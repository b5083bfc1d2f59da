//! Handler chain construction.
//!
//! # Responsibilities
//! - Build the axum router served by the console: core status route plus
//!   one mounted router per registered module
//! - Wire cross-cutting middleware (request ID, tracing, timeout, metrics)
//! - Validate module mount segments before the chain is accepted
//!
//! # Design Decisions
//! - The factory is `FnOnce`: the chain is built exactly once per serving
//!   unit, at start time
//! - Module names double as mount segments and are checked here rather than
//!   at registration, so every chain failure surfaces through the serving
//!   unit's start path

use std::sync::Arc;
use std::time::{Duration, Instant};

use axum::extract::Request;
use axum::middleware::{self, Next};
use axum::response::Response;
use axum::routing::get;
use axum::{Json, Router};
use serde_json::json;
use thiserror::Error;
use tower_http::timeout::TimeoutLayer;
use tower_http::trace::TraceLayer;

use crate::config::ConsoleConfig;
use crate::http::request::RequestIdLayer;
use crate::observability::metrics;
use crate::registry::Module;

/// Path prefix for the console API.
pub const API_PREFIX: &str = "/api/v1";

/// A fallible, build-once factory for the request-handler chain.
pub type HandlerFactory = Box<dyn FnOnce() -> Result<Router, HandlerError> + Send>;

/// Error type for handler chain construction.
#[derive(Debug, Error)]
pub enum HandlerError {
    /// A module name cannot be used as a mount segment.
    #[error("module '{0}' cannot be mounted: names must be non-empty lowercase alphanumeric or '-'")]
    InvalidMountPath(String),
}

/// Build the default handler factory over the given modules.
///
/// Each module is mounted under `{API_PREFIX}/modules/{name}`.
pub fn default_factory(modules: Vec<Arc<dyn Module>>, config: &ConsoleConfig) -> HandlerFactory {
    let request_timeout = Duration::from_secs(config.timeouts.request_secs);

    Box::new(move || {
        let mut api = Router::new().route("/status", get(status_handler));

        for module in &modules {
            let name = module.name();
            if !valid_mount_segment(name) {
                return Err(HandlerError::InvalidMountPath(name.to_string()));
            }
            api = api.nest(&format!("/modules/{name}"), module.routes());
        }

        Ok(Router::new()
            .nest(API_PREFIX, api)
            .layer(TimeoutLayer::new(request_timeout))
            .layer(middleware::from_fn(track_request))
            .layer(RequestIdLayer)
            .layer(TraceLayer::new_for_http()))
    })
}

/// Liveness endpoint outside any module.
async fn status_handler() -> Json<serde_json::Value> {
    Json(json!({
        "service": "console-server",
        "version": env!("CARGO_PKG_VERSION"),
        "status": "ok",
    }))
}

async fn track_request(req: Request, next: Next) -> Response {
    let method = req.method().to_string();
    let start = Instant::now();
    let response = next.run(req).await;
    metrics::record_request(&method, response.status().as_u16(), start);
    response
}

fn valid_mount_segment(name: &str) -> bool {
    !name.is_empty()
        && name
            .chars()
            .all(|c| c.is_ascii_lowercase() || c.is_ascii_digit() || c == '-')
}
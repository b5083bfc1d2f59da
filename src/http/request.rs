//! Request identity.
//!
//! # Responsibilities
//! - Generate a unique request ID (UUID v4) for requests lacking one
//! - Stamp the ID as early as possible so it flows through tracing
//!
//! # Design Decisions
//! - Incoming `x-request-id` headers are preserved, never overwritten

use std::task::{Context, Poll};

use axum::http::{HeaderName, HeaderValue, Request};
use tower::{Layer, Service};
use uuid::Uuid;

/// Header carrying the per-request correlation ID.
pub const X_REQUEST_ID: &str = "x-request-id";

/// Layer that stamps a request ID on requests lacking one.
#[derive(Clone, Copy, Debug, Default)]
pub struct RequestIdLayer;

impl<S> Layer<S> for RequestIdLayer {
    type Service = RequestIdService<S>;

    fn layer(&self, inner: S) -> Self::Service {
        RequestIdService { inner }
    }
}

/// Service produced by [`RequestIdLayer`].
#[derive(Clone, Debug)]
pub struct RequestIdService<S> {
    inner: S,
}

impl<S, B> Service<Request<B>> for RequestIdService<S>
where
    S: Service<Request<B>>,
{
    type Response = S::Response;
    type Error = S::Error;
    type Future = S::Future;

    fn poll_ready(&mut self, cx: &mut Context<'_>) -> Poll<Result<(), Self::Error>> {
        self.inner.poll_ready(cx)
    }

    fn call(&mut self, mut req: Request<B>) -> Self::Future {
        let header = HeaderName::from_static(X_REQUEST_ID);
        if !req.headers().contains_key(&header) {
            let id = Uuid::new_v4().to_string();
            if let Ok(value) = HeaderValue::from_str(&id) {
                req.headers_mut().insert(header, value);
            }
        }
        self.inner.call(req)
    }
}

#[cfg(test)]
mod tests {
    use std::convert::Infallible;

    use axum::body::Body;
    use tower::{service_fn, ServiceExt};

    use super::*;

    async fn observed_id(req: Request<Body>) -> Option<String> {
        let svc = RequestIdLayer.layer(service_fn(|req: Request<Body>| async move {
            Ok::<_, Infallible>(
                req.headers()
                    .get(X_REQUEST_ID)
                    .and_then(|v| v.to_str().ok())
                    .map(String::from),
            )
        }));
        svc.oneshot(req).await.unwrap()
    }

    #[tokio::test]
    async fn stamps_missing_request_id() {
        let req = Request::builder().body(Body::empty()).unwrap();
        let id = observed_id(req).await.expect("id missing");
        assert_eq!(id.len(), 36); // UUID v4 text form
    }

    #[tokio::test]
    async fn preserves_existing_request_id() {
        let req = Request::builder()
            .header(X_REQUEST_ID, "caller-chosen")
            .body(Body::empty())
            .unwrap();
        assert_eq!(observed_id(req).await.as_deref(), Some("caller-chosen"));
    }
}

- - -

Everything from the line with "self.inner.call(req)" through the line with "async fn observed_id(req: Request<Body>)" should be written out exactly as it appears above, end lines included, and nothing outside that range.

Answer space
        self.inner.call(req)
    }
}

#[cfg(test)]
mod tests {
    use std::convert::Infallible;

    use axum::body::Body;
    use tower::{service_fn, ServiceExt};

    use super::*;

    async fn observed_id(req: Request<Body>) -> Option<String> {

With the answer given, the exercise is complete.